3.4. Fashion Recommendation System

RS is a software tool and a method of presenting suggestions and recommendations for items that users will find helpful. In addition to buying, watching, listening to, or reading news, users make many other decisions related to these suggestions. Different applications have been developed with recommendation systems. Systems that recommend items aim to match the user’s needs with items that fit their needs [44]. It provides the best outfit combinations for users lacking fashion knowledge [45]. There are different traditional approaches to developing a recommendation system, such as cosine similarity and Pearson correlation. We develop an efficient and faster recommendation system using the DINOv2 model for feature extraction and FAISS for an efficient nearest neighbor search.

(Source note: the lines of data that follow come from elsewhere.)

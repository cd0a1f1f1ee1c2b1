//! Text console front end: prompts, input parsing and the turn loop.

use std::io::{self, BufRead, Write};
use std::num::IntErrorKind;
use thiserror::Error;
use tictactoe_core::{Game, GameStatus, Player};
use tracing::{debug, info};

#[derive(Debug, Error)]
pub enum ConsoleError {
    #[error("I/O error: {0}")]
    Io(#[from] io::Error),

    #[error("Input closed before the game finished")]
    InputClosed,
}

/// A console session reading moves from `input` and drawing to `output`.
pub struct Console<R, W> {
    input: R,
    output: W,
}

impl<R: BufRead, W: Write> Console<R, W> {
    pub fn new(input: R, output: W) -> Self {
        Self { input, output }
    }

    #[cfg(test)]
    fn into_output(self) -> W {
        self.output
    }

    /// Play `game` to completion, re-prompting on bad input and illegal moves.
    pub fn play(&mut self, game: &mut Game) -> Result<GameStatus, ConsoleError> {
        let size = game.board().size();
        info!(size, "Game started");

        while !game.status().is_terminal() {
            writeln!(self.output, "{}", game.board())?;

            let player = game.get_current_player();
            let row = self.read_index(player, "row", size)?;
            let col = self.read_index(player, "col", size)?;

            match game.make_move(row, col) {
                Ok(events) => {
                    for event in events {
                        debug!(?event, "Move applied");
                    }
                }
                Err(e) => {
                    debug!(player = %player, row, col, error = %e, "Move rejected");
                    writeln!(self.output, "{}", e)?;
                }
            }
        }

        writeln!(self.output, "{}", game.board())?;
        match game.get_winner() {
            Some(winner) => writeln!(self.output, "Player {} wins!", winner)?,
            None => writeln!(self.output, "It's a draw!")?,
        }
        self.output.flush()?;

        let status = game.status();
        info!(?status, turns = game.turn_number(), "Game finished");
        Ok(status)
    }

    /// Prompt until an integer is entered.
    ///
    /// Negative or oversized integers map to an index past any board edge so
    /// that the board rejects them as an invalid position.
    fn read_index(&mut self, player: Player, axis: &str, size: usize) -> Result<usize, ConsoleError> {
        write!(
            self.output,
            "Player {} enter {} (0-{}): ",
            player,
            axis,
            size.saturating_sub(1)
        )?;
        self.output.flush()?;

        loop {
            let mut line = String::new();
            if self.input.read_line(&mut line)? == 0 {
                return Err(ConsoleError::InputClosed);
            }

            match line.trim().parse::<i64>() {
                Ok(value) => return Ok(usize::try_from(value).unwrap_or(usize::MAX)),
                Err(e) if matches!(e.kind(), IntErrorKind::PosOverflow | IntErrorKind::NegOverflow) => {
                    return Ok(usize::MAX);
                }
                Err(_) => {
                    debug!(input = line.trim(), "Not a number");
                    write!(self.output, "Invalid input, enter a number: ")?;
                    self.output.flush()?;
                }
            }
        }
    }
}
//! Core game state machine.
//!
//! This module contains the `Game` struct: two fixed players taking turns on
//! one board until a line is completed or the board fills up.

use crate::board::{Board, BoardError, DEFAULT_SIZE};
use crate::events::GameEvent;
use crate::player::Player;
use serde::Serialize;
use thiserror::Error;

/// Where the game stands
#[derive(Debug, Clone, Copy, PartialEq, Eq, Serialize)]
pub enum GameStatus {
    /// Moves are still being accepted
    InProgress,

    /// A player completed a line
    Won { winner: Player },

    /// The board filled up with no complete line
    Drawn,
}

impl GameStatus {
    pub fn is_terminal(&self) -> bool {
        !matches!(self, GameStatus::InProgress)
    }
}

/// Errors that can occur when making a move
#[derive(Debug, Clone, PartialEq, Eq, Error)]
pub enum GameError {
    #[error(transparent)]
    Board(#[from] BoardError),

    #[error("Game is over")]
    GameOver,
}

/// The complete game state
#[derive(Debug, Clone, Serialize)]
pub struct Game {
    board: Board,
    players: [Player; 2],
    /// Index into `players` of whoever moves next
    current: usize,
    /// Number of successful moves so far
    turn_number: u32,
}

impl Game {
    /// Create a new game on an empty `size` x `size` board, X to move
    pub fn new(size: usize) -> Self {
        Self {
            board: Board::new(size),
            players: [Player::cross(), Player::nought()],
            current: 0,
            turn_number: 0,
        }
    }

    pub fn board(&self) -> &Board {
        &self.board
    }

    /// The player due to move next
    pub fn get_current_player(&self) -> Player {
        self.players[self.current]
    }

    pub fn get_winner(&self) -> Option<Player> {
        self.board.get_winner()
    }

    pub fn turn_number(&self) -> u32 {
        self.turn_number
    }

    /// Check if the game is finished (won or drawn)
    pub fn is_over(&self) -> bool {
        self.get_winner().is_some() || self.board.is_full()
    }

    pub fn status(&self) -> GameStatus {
        match self.get_winner() {
            Some(winner) => GameStatus::Won { winner },
            None if self.board.is_full() => GameStatus::Drawn,
            None => GameStatus::InProgress,
        }
    }

    /// Place the current player's mark.
    ///
    /// On error nothing changes and the same player is still to move.
    pub fn make_move(&mut self, row: usize, col: usize) -> Result<Vec<GameEvent>, GameError> {
        if self.is_over() {
            return Err(GameError::GameOver);
        }

        let player = self.get_current_player();
        self.board.make_move(row, col, player)?;
        self.turn_number += 1;
        self.current = 1 - self.current;

        let mut events = vec![GameEvent::MarkPlaced { player, row, col }];
        match self.status() {
            GameStatus::Won { winner } => events.push(GameEvent::GameWon { player: winner }),
            GameStatus::Drawn => events.push(GameEvent::GameDrawn),
            GameStatus::InProgress => {}
        }

        Ok(events)
    }

    /// JSON snapshot of the full game state
    pub fn to_json(&self) -> Result<String, serde_json::Error> {
        serde_json::to_string_pretty(self)
    }
}

impl Default for Game {
    fn default() -> Self {
        Self::new(DEFAULT_SIZE)
    }
}

#[cfg(test)]
mod tests {
    use super::*;
    use pretty_assertions::assert_eq;

    #[test]
    fn test_new_game_starts_with_x() {
        let game = Game::default();
        assert_eq!(game.get_current_player(), Player::cross());
        assert_eq!(game.status(), GameStatus::InProgress);
        assert_eq!(game.turn_number(), 0);
        assert_eq!(game.board().size(), 3);
        assert!(!game.is_over());
    }

    #[test]
    fn test_turns_alternate() {
        let mut game = Game::new(3);
        game.make_move(0, 0).unwrap();
        assert_eq!(game.get_current_player(), Player::nought());

        game.make_move(1, 1).unwrap();
        assert_eq!(game.get_current_player(), Player::cross());
        assert_eq!(game.turn_number(), 2);
    }

    #[test]
    fn test_illegal_move_keeps_turn() {
        let mut game = Game::new(3);
        game.make_move(0, 0).unwrap();

        let err = game.make_move(0, 0).unwrap_err();
        assert_eq!(
            err,
            GameError::Board(BoardError::PositionOccupied { row: 0, col: 0 })
        );
        assert_eq!(game.get_current_player(), Player::nought());

        assert!(matches!(
            game.make_move(7, 0),
            Err(GameError::Board(BoardError::InvalidPosition { .. }))
        ));
        assert_eq!(game.get_current_player(), Player::nought());
        assert_eq!(game.turn_number(), 1);
    }

    #[test]
    fn test_current_player_is_always_one_of_the_two() {
        let mut game = Game::new(3);
        for (r, c) in [(0, 0), (0, 0), (1, 1), (9, 9), (2, 2)] {
            let _ = game.make_move(r, c);
            let current = game.get_current_player();
            assert!(current == Player::cross() || current == Player::nought());
        }
    }

    #[test]
    fn test_move_events() {
        let mut game = Game::new(3);
        let events = game.make_move(2, 1).unwrap();
        assert_eq!(
            events,
            vec![GameEvent::MarkPlaced {
                player: Player::cross(),
                row: 2,
                col: 1
            }]
        );
    }

    #[test]
    fn test_winning_move() {
        let mut game = Game::new(3);
        // X: top row, O: middle row
        for (r, c) in [(0, 0), (1, 0), (0, 1), (1, 1)] {
            game.make_move(r, c).unwrap();
        }
        let events = game.make_move(0, 2).unwrap();

        assert_eq!(
            events.last(),
            Some(&GameEvent::GameWon {
                player: Player::cross()
            })
        );
        assert!(game.is_over());
        assert_eq!(game.get_winner(), Some(Player::cross()));
        assert_eq!(
            game.status(),
            GameStatus::Won {
                winner: Player::cross()
            }
        );
    }

    #[test]
    fn test_no_moves_after_game_over() {
        let mut game = Game::new(1);
        game.make_move(0, 0).unwrap();
        assert!(game.is_over());

        let before = game.board().clone();
        assert_eq!(game.make_move(0, 0), Err(GameError::GameOver));
        assert_eq!(game.board(), &before);
    }

    #[test]
    fn test_status_terminal() {
        assert!(!GameStatus::InProgress.is_terminal());
        assert!(GameStatus::Drawn.is_terminal());
        assert!(GameStatus::Won {
            winner: Player::nought()
        }
        .is_terminal());
    }

    #[test]
    fn test_to_json_snapshot() {
        let mut game = Game::new(2);
        game.make_move(0, 1).unwrap();

        let json: serde_json::Value = serde_json::from_str(&game.to_json().unwrap()).unwrap();
        assert_eq!(json["turn_number"], 1);
        assert_eq!(json["current"], 1);
        assert_eq!(json["board"]["size"], 2);
        assert_eq!(json["board"]["grid"][0][0], "Empty");
        assert_eq!(json["board"]["grid"][0][1]["Occupied"]["symbol"], "X");
    }
}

Cosine similarity provides a helpful indicator of how similar two objects are. It is a straightforward mathematical tool to understand and apply computationally. Cosine similarity is a metric that may be applied in recommendation systems and is based on the cosine distance between two objects [46]. It serves as a distance measurement metric between two places in the plane and is represented as the cosine of the angle between two vectors [46].
Pearson correlation is the linear correlation between two sets of data. It is effectively a normalized measurement of the covariance, with the result always falling between 0 and 1 [47]. It is the ratio between the covariance of two variables and the product of their standard deviations. The measure can only depict a linear connection of variables, similar to covariance itself [48]. It is determined as the ratio between the covariance of the two sample variables and the product of their standard deviations, where a and b are the individual sample points indexed with i [49].
The Euclidean distance between two users is determined by the length of the connecting line segments. Available items make up the preference area, and user-rated items make up the axes. We look for products that customers with similar tastes favor based on user evaluations [50]. The likelihood that two people will appreciate comparable items increases with decreasing distance [51].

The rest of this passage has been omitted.